5. Playback of HDCP-protected content from iTunes and some streaming services is not supported on displays attached to Radeon 560-based eGPUs. You can play this content on the built-in display on MacBook Pro, MacBook Air, and iMac.
6. If you use Akitio Node with a Mac notebook, you might need to connect your Mac to its power adapter to ensure proper charging.
As I’ve written before, I use this weird keyboard which has helped greatly with my carpal tunnel issues.
While this odd keyboard is great for normal typing, certain key combinations are unwieldy. So for the past decade I’ve used an external gaming keypad to the left of my keyboard with custom macros set up for some common commands:
- Select All
- Undo
- Copy
- Cut
- Paste
- Paste and Match Style
- Pasteboard History (which is part of Better Touch Tool)
When my beloved Logitech keypad crapped out, I switched to the well-reviewed Razer Tartarus Pro. It’s nicely built! Unfortunately, it doesn’t offer drivers for the current macOS.
After a lot of googling, I’ve cobbled together a solution. So in the interest of sharing what I’ve learned — and remembering how I got this to work in the first place — let me walk through the steps.
Note that this doesn’t do half of what a proper driver could accomplish, particularly for gaming. So please, Razer, make one! But if you want to use a gaming pad like the Tartarus Pro for keyboard shortcuts, this does the trick.
How to make the Tartarus Pro work on macOS Catalina
It’s important to understand that macOS sees the Tartarus Pro as a plain old keyboard. So if you plug it in and hit the 08 key, you’ll see it type a ‘w’.
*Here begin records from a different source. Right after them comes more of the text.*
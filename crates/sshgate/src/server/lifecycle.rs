//! Observing and stopping a running server.

use std::fmt;
use std::net::SocketAddr;
use std::sync::Arc;
use std::time::Duration;

use tokio::sync::watch;

/// Where a server is in its run.
#[derive(Debug, Clone, Copy, PartialEq, Eq)]
pub enum LifecycleState {
    /// `run()` has not been called.
    Idle,
    /// Binding the listener and calling `on_ready`.
    Starting,
    /// Accepting connections.
    Running,
    /// Shutting down.
    Stopping,
    /// `run()` has returned or is about to.
    Stopped,
}

impl LifecycleState {
    /// Whether a run is in progress.
    #[must_use]
    pub const fn is_active(&self) -> bool {
        matches!(self, Self::Starting | Self::Running | Self::Stopping)
    }
}

impl fmt::Display for LifecycleState {
    fn fmt(&self, f: &mut fmt::Formatter<'_>) -> fmt::Result {
        let name = match self {
            Self::Idle => "idle",
            Self::Starting => "starting",
            Self::Running => "running",
            Self::Stopping => "stopping",
            Self::Stopped => "stopped",
        };
        f.write_str(name)
    }
}

#[derive(Debug, Clone, Copy)]
struct Status {
    state: LifecycleState,
    local_addr: Option<SocketAddr>,
}

struct Inner {
    status: watch::Sender<Status>,
    stop: watch::Sender<Option<Duration>>,
}

/// Handle to a server's run.
///
/// Cheap to clone. Any clone can watch the state or ask the server to stop.
#[derive(Clone)]
pub struct Lifecycle {
    inner: Arc<Inner>,
}

impl fmt::Debug for Lifecycle {
    fn fmt(&self, f: &mut fmt::Formatter<'_>) -> fmt::Result {
        f.debug_struct("Lifecycle")
            .field("state", &self.state())
            .field("local_addr", &self.local_addr())
            .finish()
    }
}

impl Default for Lifecycle {
    fn default() -> Self {
        Self::new()
    }
}

impl Lifecycle {
    pub(crate) fn new() -> Self {
        let (status, _) = watch::channel(Status {
            state: LifecycleState::Idle,
            local_addr: None,
        });
        let (stop, _) = watch::channel(None);
        Self {
            inner: Arc::new(Inner { status, stop }),
        }
    }

    /// Current state.
    #[must_use]
    pub fn state(&self) -> LifecycleState {
        self.inner.status.borrow().state
    }

    /// The address the listener is bound to, once running.
    #[must_use]
    pub fn local_addr(&self) -> Option<SocketAddr> {
        self.inner.status.borrow().local_addr
    }

    /// Wait until the server accepts connections and return its address.
    ///
    /// Returns `None` if the run ended without ever accepting, for example
    /// because the address was already in use.
    pub async fn wait_running(&self) -> Option<SocketAddr> {
        let mut status = self.inner.status.subscribe();
        let reached = status
            .wait_for(|s| {
                matches!(
                    s.state,
                    LifecycleState::Running | LifecycleState::Stopping | LifecycleState::Stopped
                )
            })
            .await
            .ok()?;
        reached.local_addr
    }

    /// Wait until the run has finished.
    pub async fn wait_stopped(&self) {
        let mut status = self.inner.status.subscribe();
        let _ = status
            .wait_for(|s| s.state == LifecycleState::Stopped)
            .await;
    }

    /// Ask the server to stop without waiting.
    ///
    /// Backends get `grace` to finish their work before the remaining
    /// connections are force-closed.
    pub fn request_stop(&self, grace: Duration) {
        self.inner.stop.send_replace(Some(grace));
    }

    /// Stop the server and wait until it has stopped. Does nothing if no run
    /// is in progress.
    pub async fn stop(&self, grace: Duration) {
        if !self.state().is_active() {
            return;
        }
        self.request_stop(grace);
        self.wait_stopped().await;
    }

    /// Enter `Starting`. Returns `false` if a run is already in progress.
    pub(crate) fn begin(&self) -> bool {
        let mut started = false;
        self.inner.status.send_if_modified(|status| {
            if status.state.is_active() {
                return false;
            }
            *status = Status {
                state: LifecycleState::Starting,
                local_addr: None,
            };
            started = true;
            true
        });
        if started {
            self.inner.stop.send_replace(None);
        }
        started
    }

    pub(crate) fn set_running(&self, local_addr: SocketAddr) {
        self.inner.status.send_modify(|status| {
            status.state = LifecycleState::Running;
            status.local_addr = Some(local_addr);
        });
    }

    pub(crate) fn set_stopping(&self) {
        self.inner
            .status
            .send_modify(|status| status.state = LifecycleState::Stopping);
    }

    pub(crate) fn finish(&self) {
        self.inner
            .status
            .send_modify(|status| status.state = LifecycleState::Stopped);
    }

    /// Resolves with the grace period once a stop has been requested.
    pub(crate) async fn stop_requested(&self) -> Duration {
        let mut stop = self.inner.stop.subscribe();
        match stop.wait_for(Option::is_some).await {
            Ok(grace) => grace.unwrap_or_default(),
            // The sender lives in `self`, so this cannot happen.
            Err(_) => Duration::ZERO,
        }
    }
}

#[cfg(test)]
mod tests {
    use super::*;

    fn addr() -> SocketAddr {
        "127.0.0.1:2222".parse().unwrap()
    }

    #[test]
    fn begin_refuses_second_run() {
        let lifecycle = Lifecycle::new();
        assert_eq!(lifecycle.state(), LifecycleState::Idle);
        assert!(lifecycle.begin());
        assert!(!lifecycle.begin());

        lifecycle.set_running(addr());
        assert!(!lifecycle.begin());

        lifecycle.finish();
        assert!(lifecycle.begin());
        assert_eq!(lifecycle.local_addr(), None);
    }

    #[tokio::test]
    async fn wait_running_reports_address() {
        let lifecycle = Lifecycle::new();
        let watcher = lifecycle.clone();
        let waiting = tokio::spawn(async move { watcher.wait_running().await });

        lifecycle.begin();
        lifecycle.set_running(addr());
        assert_eq!(waiting.await.unwrap(), Some(addr()));
    }

    #[tokio::test]
    async fn wait_running_ends_on_failed_start() {
        let lifecycle = Lifecycle::new();
        lifecycle.begin();
        lifecycle.finish();
        assert_eq!(lifecycle.wait_running().await, None);
    }

    #[tokio::test]
    async fn stop_waits_for_stopped() {
        let lifecycle = Lifecycle::new();
        lifecycle.begin();
        lifecycle.set_running(addr());

        let server = lifecycle.clone();
        let run = tokio::spawn(async move {
            let grace = server.stop_requested().await;
            server.set_stopping();
            server.finish();
            grace
        });

        lifecycle.stop(Duration::from_secs(5)).await;
        assert_eq!(lifecycle.state(), LifecycleState::Stopped);
        assert_eq!(run.await.unwrap(), Duration::from_secs(5));
    }

    #[tokio::test]
    async fn stop_when_idle_returns() {
        let lifecycle = Lifecycle::new();
        lifecycle.stop(Duration::from_secs(1)).await;
        assert_eq!(lifecycle.state(), LifecycleState::Idle);
    }

    #[test]
    fn state_display() {
        assert_eq!(LifecycleState::Running.to_string(), "running");
        assert!(LifecycleState::Stopping.is_active());
        assert!(!LifecycleState::Stopped.is_active());
    }
}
Luckily, there’s software that can recognize that and do something useful instead.
Better Touch Tool is best known for getting random mice and trackpads to work, but it does a nice job on keyboards as well. (I’m using the 3.5 Alpha version.)
Let’s look at the Select All shortcut. You’ll notice the “Assigned Action” is ⌘A. Now direct your attention to the righthand sidebar. That’s where all the real work happens.
1) For the moment, ignore the “Click here to record a shortcut” section. We’ll come back to that.
2) You want the shortcut Enabled, so check the box.
3) You should put a note in this field for clarity.
4) The HUD overlay is surprisingly helpful. It shows what’s happening, like that you just hit “copy.” I find the Title text to be too large, so I use the Subtitle instead.
5) For Trigger Conditions, you want to choose “Works on keyboards with the same type as used for recording.” Yes, this is a ridiculously long label.
6) You want it to Trigger on Key Down.
7) You don’t want it to repeat.
You’ll do these steps for each key on the gaming keypad you want to remap. Here’s my setup.
Jet set willy download mac. Calibri font free mac download. I also set key 20, the spacebar, to Undo.
In theory, you’re done! For a few weeks, this worked great. And then it started having issues. When encountering password fields, my normal keyboard would start triggering keyboard shortcuts. I had to restart Better Touch Tool multiple times per day.
Basically, the app kept getting my normal weird keyboard confused with my special weird gaming keypad. I needed to call in the big guns.
Enter Karabiner
I’d long heard of Karabiner Elements, a public domain app that can remap any key and do really impressive things. But it’s intimidating as hell.
Here’s what I wanted Karabiner to do: remap the keys of the Tartarus Pro to seldom-used keystrokes so I could then set those as triggers for Better Touch Tool.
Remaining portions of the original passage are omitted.